Look for the line containing "writes.record_fast_delete(table);" in the listing below. Retype that line and every subsequent line through the last one, and only those.

[[ Recorded data open ]]

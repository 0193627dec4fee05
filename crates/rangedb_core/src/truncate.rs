//! Range truncate.
//!
//! A truncate removes every live record in an interval on behalf of one
//! transaction. Conflicts over the whole interval are checked before
//! anything is written. Row-store pages lying wholly inside the interval
//! are removed with a single fast-delete marker instead of per-record
//! tombstones; rolling the transaction back drops the marker and the page
//! reappears unchanged. Until the transaction resolves, the interval stays
//! reserved against writes by other transactions, including inserts of keys
//! that did not exist when the truncate ran.

use crate::cursor::{Bounds, Cursor, KeyBound};
use crate::error::{CoreError, CoreResult};
use crate::schema::{Key, TableFormat, Value};
use crate::stats::DatabaseStats;
use crate::store::{Payload, ReadView, Resolved, Table, UpdateMeta, Version};
use crate::txn::TxnWrites;
use std::cmp::Ordering;
use std::ops::Bound;
use std::sync::Arc;

/// The interval a truncate covers.
#[derive(Debug)]
pub(crate) struct TruncateRange {
    table: Arc<Table>,
    start: Option<Key>,
    stop: Option<Key>,
    /// Bounds of the endpoint cursors; they clip the interval.
    filters: Vec<Bounds>,
}

impl TruncateRange {
    /// Everything in `table`.
    pub(crate) fn whole(table: Arc<Table>) -> Self {
        Self {
            table,
            start: None,
            stop: None,
            filters: Vec::new(),
        }
    }

    /// The interval between two cursors; a missing cursor leaves that end open.
    pub(crate) fn between(start: Option<&Cursor<'_>>, stop: Option<&Cursor<'_>>) -> CoreResult<Self> {
        let table = match (start, stop) {
            (Some(a), Some(b)) => {
                if !Arc::ptr_eq(a.table(), b.table()) {
                    return Err(CoreError::invalid_argument(
                        "truncate cursors must be on the same table",
                    ));
                }
                Arc::clone(a.table())
            }
            (Some(c), None) | (None, Some(c)) => Arc::clone(c.table()),
            (None, None) => {
                return Err(CoreError::invalid_argument(
                    "truncate needs a URI or at least one cursor",
                ))
            }
        };
        for cursor in start.iter().chain(stop.iter()) {
            if cursor.is_checkpoint() || table.index_def().is_some() {
                return Err(CoreError::invalid_argument(
                    "truncate cursors must be open on a live table",
                ));
            }
        }
        let start_key = start.map(Cursor::endpoint).transpose()?;
        let stop_key = stop.map(Cursor::endpoint).transpose()?;
        if let (Some(a), Some(b)) = (&start_key, &stop_key) {
            if a > b {
                return Err(CoreError::invalid_argument(format!(
                    "truncate start {a} is after stop {b}"
                )));
            }
        }
        let filters = start
            .iter()
            .chain(stop.iter())
            .map(|c| c.bounds().clone())
            .filter(Bounds::is_active)
            .collect();
        Ok(Self {
            table,
            start: start_key,
            stop: stop_key,
            filters,
        })
    }

    /// Table being truncated.
    pub(crate) fn table(&self) -> &Arc<Table> {
        &self.table
    }

    fn before_start(&self, key: &Key) -> bool {
        self.start.as_ref().map_or(false, |s| key < s)
            || self.filters.iter().any(|f| f.below_lower(key))
    }

    fn past_stop(&self, key: &Key) -> bool {
        self.stop.as_ref().map_or(false, |s| key > s)
            || self.filters.iter().any(|f| f.above_upper(key))
    }

    fn contains(&self, key: &Key) -> bool {
        !self.before_start(key) && !self.past_stop(key)
    }

    fn scan_start(&self) -> Bound<&Key> {
        self.start.as_ref().map_or(Bound::Unbounded, Bound::Included)
    }

    /// The interval as a pair of bounds: the tighter of the endpoint and
    /// every cursor bound on each side.
    fn interval(&self) -> (Bound<Key>, Bound<Key>) {
        let mut lower = self.start.clone().map_or(Bound::Unbounded, Bound::Included);
        let mut upper = self.stop.clone().map_or(Bound::Unbounded, Bound::Included);
        for filter in &self.filters {
            if let Some(b) = filter.lower() {
                lower = tighter(lower, to_bound(b), Ordering::Greater);
            }
            if let Some(b) = filter.upper() {
                upper = tighter(upper, to_bound(b), Ordering::Less);
            }
        }
        (lower, upper)
    }
}

fn to_bound(b: &KeyBound) -> Bound<Key> {
    if b.inclusive {
        Bound::Included(b.key.clone())
    } else {
        Bound::Excluded(b.key.clone())
    }
}

/// Of two bounds on the same side, the one admitting fewer keys. `inward`
/// is the direction a key moves to get deeper into the interval.
fn tighter(a: Bound<Key>, b: Bound<Key>, inward: Ordering) -> Bound<Key> {
    let key = |bound: &Bound<Key>| match bound {
        Bound::Included(k) | Bound::Excluded(k) => Some(k.clone()),
        Bound::Unbounded => None,
    };
    match (key(&a), key(&b)) {
        (None, _) => b,
        (_, None) => a,
        (Some(ka), Some(kb)) => match ka.cmp(&kb) {
            Ordering::Equal if matches!(a, Bound::Excluded(_)) => a,
            Ordering::Equal => b,
            order if order == inward => a,
            _ => b,
        },
    }
}

/// Removes every live record of `range` for the transaction reading
/// through `view`.
pub(crate) fn truncate(
    range: &TruncateRange,
    view: &ReadView,
    writes: &mut TxnWrites,
    stats: &DatabaseStats,
) -> CoreResult<()> {
    let table = range.table();
    let indexes = table.indexes();
    let mut tree = table.tree.write();
    let mut index_trees: Vec<_> = indexes.iter().map(|i| i.tree.write()).collect();
    let (lower, upper) = range.interval();

    // The interval and every record in it must be writable before anything
    // changes.
    tree.check_range(lower.as_ref(), upper.as_ref(), view)?;
    let mut victims: Vec<(Key, Value)> = Vec::new();
    for entry in tree.iter_from(range.scan_start()) {
        if range.before_start(entry.key) {
            continue;
        }
        if range.past_stop(entry.key) {
            break;
        }
        tree.check_write(entry.key, view)?;
        match entry.resolve(view) {
            Resolved::Value(v) => victims.push((entry.key.clone(), v.clone())),
            Resolved::Conflict => {
                return Err(CoreError::rollback_required(format!(
                    "key {} has a prepared update",
                    entry.key
                )))
            }
            Resolved::Tombstone | Resolved::Absent => {}
        }
    }
    let mut index_victims = Vec::new();
    for (pos, (index, index_tree)) in indexes.iter().zip(&index_trees).enumerate() {
        for (key, value) in &victims {
            let entry_key = index.index_entry_key(value, key)?;
            index_tree.check_write(&entry_key, view)?;
            index_victims.push((pos, entry_key));
        }
    }

    let fixed_stop = match table.format() {
        TableFormat::FixedColumn { .. } => range
            .stop
            .as_ref()
            .and_then(Key::as_recno)
            .filter(|stop| *stop > tree.logical_end(view))
            .map(Key::recno),
        _ => None,
    };
    if let Some(stop) = &fixed_stop {
        tree.check_write(stop, view)?;
    }

    // Pages whose records all lie in the interval and are settled history
    // for this transaction are removed whole.
    let mut fast: Vec<(usize, Key, Key)> = Vec::new();
    if matches!(table.format(), TableFormat::Row { .. }) && indexes.is_empty() {
        for (idx, page) in tree.pages().iter().enumerate() {
            let Some((first, last)) = page.key_span() else {
                continue;
            };
            if page.deleted().is_some() || !range.contains(first) || !range.contains(last) {
                continue;
            }
            if !page.entries().all(|(_, chain)| view.sees_all(chain)) {
                continue;
            }
            let has_victim = victims
                .binary_search_by(|(k, _)| k.cmp(first))
                .map_or_else(|i| victims.get(i).map_or(false, |(k, _)| k <= last), |_| true);
            if has_victim {
                fast.push((idx, first.clone(), last.clone()));
            }
        }
    }

    let in_fast_page = |key: &Key| {
        fast.binary_search_by(|(_, first, last)| {
            if last < key {
                Ordering::Less
            } else if first > key {
                Ordering::Greater
            } else {
                Ordering::Equal
            }
        })
        .is_ok()
    };
    // Markers first: page positions are only stable until a write lands.
    for (idx, _, _) in &fast {
        tree.mark_deleted(*idx, view.txn);
    }
    let removed = victims.iter().filter(|(k, _)| !in_fast_page(k)).count();
    for (key, _) in victims.iter().filter(|(k, _)| !in_fast_page(k)) {
        if tree.del(key.clone(), view.txn) {
            stats.record_page_instantiated();
        }
        writes.record(table, key.clone());
    }
    if !fast.is_empty() {
        writes.record_fast_delete(table);
        stats.record_fast_deleted_pages(fast.len() as u64);
    }
    if let Some(stop) = fixed_stop {
        tree.put(
            stop.clone(),
            Version::new(UpdateMeta::uncommitted(view.txn), Payload::Tombstone),
        );
        writes.record(table, stop);
    }
    tree.reserve_range(lower, upper, view.txn);
    writes.record_range(table);
    drop(tree);

    for (pos, entry_key) in index_victims {
        index_trees[pos].del(entry_key.clone(), view.txn);
        writes.record(&indexes[pos], entry_key);
    }
    stats.record_truncate();
    tracing::debug!(
        uri = table.uri(),
        txn = %view.txn,
        removed,
        fast_deleted_pages = fast.len(),
        "truncated range"
    );
    Ok(())
}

[[ Recorded data closed ]]

Answer to this task:
        writes.record_fast_delete(table);
        stats.record_fast_deleted_pages(fast.len() as u64);
    }
    if let Some(stop) = fixed_stop {
        tree.put(
            stop.clone(),
            Version::new(UpdateMeta::uncommitted(view.txn), Payload::Tombstone),
        );
        writes.record(table, stop);
    }
    tree.reserve_range(lower, upper, view.txn);
    writes.record_range(table);
    drop(tree);

    for (pos, entry_key) in index_victims {
        index_trees[pos].del(entry_key.clone(), view.txn);
        writes.record(&indexes[pos], entry_key);
    }
    stats.record_truncate();
    tracing::debug!(
        uri = table.uri(),
        txn = %view.txn,
        removed,
        fast_deleted_pages = fast.len(),
        "truncated range"
    );
    Ok(())
}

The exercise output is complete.